> What you should do: Up to and including the line that contains "in writing, software", return every line from the start of the data, unchanged.

Stored data entries
######

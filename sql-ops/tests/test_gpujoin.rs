// Copyright 2018-2022 Clemens Lutz
//
// Licensed under the Apache License, Version 2.0 (the "License");
// you may not use this file except in compliance with the License.
// You may obtain a copy of the License at
//
//     http://www.apache.org/licenses/LICENSE-2.0
//
// Unless required by applicable law or agreed to in writing, software
// distributed under the License is distributed on an "AS IS" BASIS,
// WITHOUT WARRANTIES OR CONDITIONS OF ANY KIND, either express or implied.
// See the License for the specific language governing permissions and
// limitations under the License.


mod gpujoin;

use gpujoin::{build_join, canonical, collect_rows, run_join, JoinCase, JoinMethod, Setup, SourceFormat};

use itertools::izip;
use rand::{thread_rng, Rng};

use data_store::{Datum, DestFormat, DestStore, SlotValue, SourceTuple};
use sql_ops::error::ErrorKind;
use sql_ops::join::{
    EquiJoin, ErrorCode, GpuJoinFuncs, InnerRow, JoinRecord, JoinType, KernContext, KernelStatus,
    ParamBuf, ProjectionBuf,
};
use std::collections::HashMap;
use std::error::Error;
use std::result::Result;

use sql_ops::join::JoinType::{Full, Inner, Left, Right};

fn verify_join(join_types: &[JoinType], setup: Setup) -> Result<(), Box<dyn Error>> {
    let case = JoinCase::generate(500, 64, join_types, 80)?;
    let dsts = run_join(&case, &setup)?;

    assert_eq!(collect_rows(&dsts)?, case.expected());
    Ok(())
}

macro_rules! gpujoin_tests {
    ($($name:ident: $join_types:expr, $method:expr, $src:expr, $dst:expr,)*) => {
        $(
            #[test]
            fn $name() -> Result<(), Box<dyn Error>> {
                verify_join(
                    $join_types,
                    Setup {
                        method: $method,
                        src_format: $src,
                        dst_format: $dst,
                        ..Setup::default()
                    },
                )
            }
        )*
    };
}

gpujoin_tests! {
    hash_inner_row_row: &[Inner], JoinMethod::Hash, SourceFormat::Row, DestFormat::Row,
    hash_inner_block_slot: &[Inner], JoinMethod::Hash, SourceFormat::Block, DestFormat::Slot,
    hash_inner_column_row: &[Inner], JoinMethod::Hash, SourceFormat::Column, DestFormat::Row,
    nestloop_inner_row_slot: &[Inner], JoinMethod::NestLoop, SourceFormat::Row, DestFormat::Slot,
    nestloop_inner_block_row: &[Inner], JoinMethod::NestLoop, SourceFormat::Block, DestFormat::Row,
    hash_three_rels_row_row: &[Inner, Inner, Inner], JoinMethod::Hash, SourceFormat::Row, DestFormat::Row,
    nestloop_three_rels_column_slot: &[Inner, Inner, Inner], JoinMethod::NestLoop, SourceFormat::Column, DestFormat::Slot,
    hash_left_row_row: &[Left], JoinMethod::Hash, SourceFormat::Row, DestFormat::Row,
    nestloop_left_block_slot: &[Left], JoinMethod::NestLoop, SourceFormat::Block, DestFormat::Slot,
    hash_right_column_row: &[Right], JoinMethod::Hash, SourceFormat::Column, DestFormat::Row,
    nestloop_right_row_row: &[Right], JoinMethod::NestLoop, SourceFormat::Row, DestFormat::Row,
    hash_full_row_slot: &[Full], JoinMethod::Hash, SourceFormat::Row, DestFormat::Slot,
    nestloop_full_block_row: &[Full], JoinMethod::NestLoop, SourceFormat::Block, DestFormat::Row,
    hash_mixed_row_row: &[Inner, Left, Right], JoinMethod::Hash, SourceFormat::Row, DestFormat::Row,
    nestloop_mixed_column_slot: &[Left, Full, Inner], JoinMethod::NestLoop, SourceFormat::Column, DestFormat::Slot,
    hash_two_rights_block_row: &[Right, Full], JoinMethod::Hash, SourceFormat::Block, DestFormat::Row,
}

######

> Exercise output:
filename sql-ops/tests/test_gpujoin.rs
// Copyright 2018-2022 Clemens Lutz
//
// Licensed under the Apache License, Version 2.0 (the "License");
// you may not use this file except in compliance with the License.
// You may obtain a copy of the License at
//
//     http://www.apache.org/licenses/LICENSE-2.0
//
// Unless required by applicable law or agreed to in writing, software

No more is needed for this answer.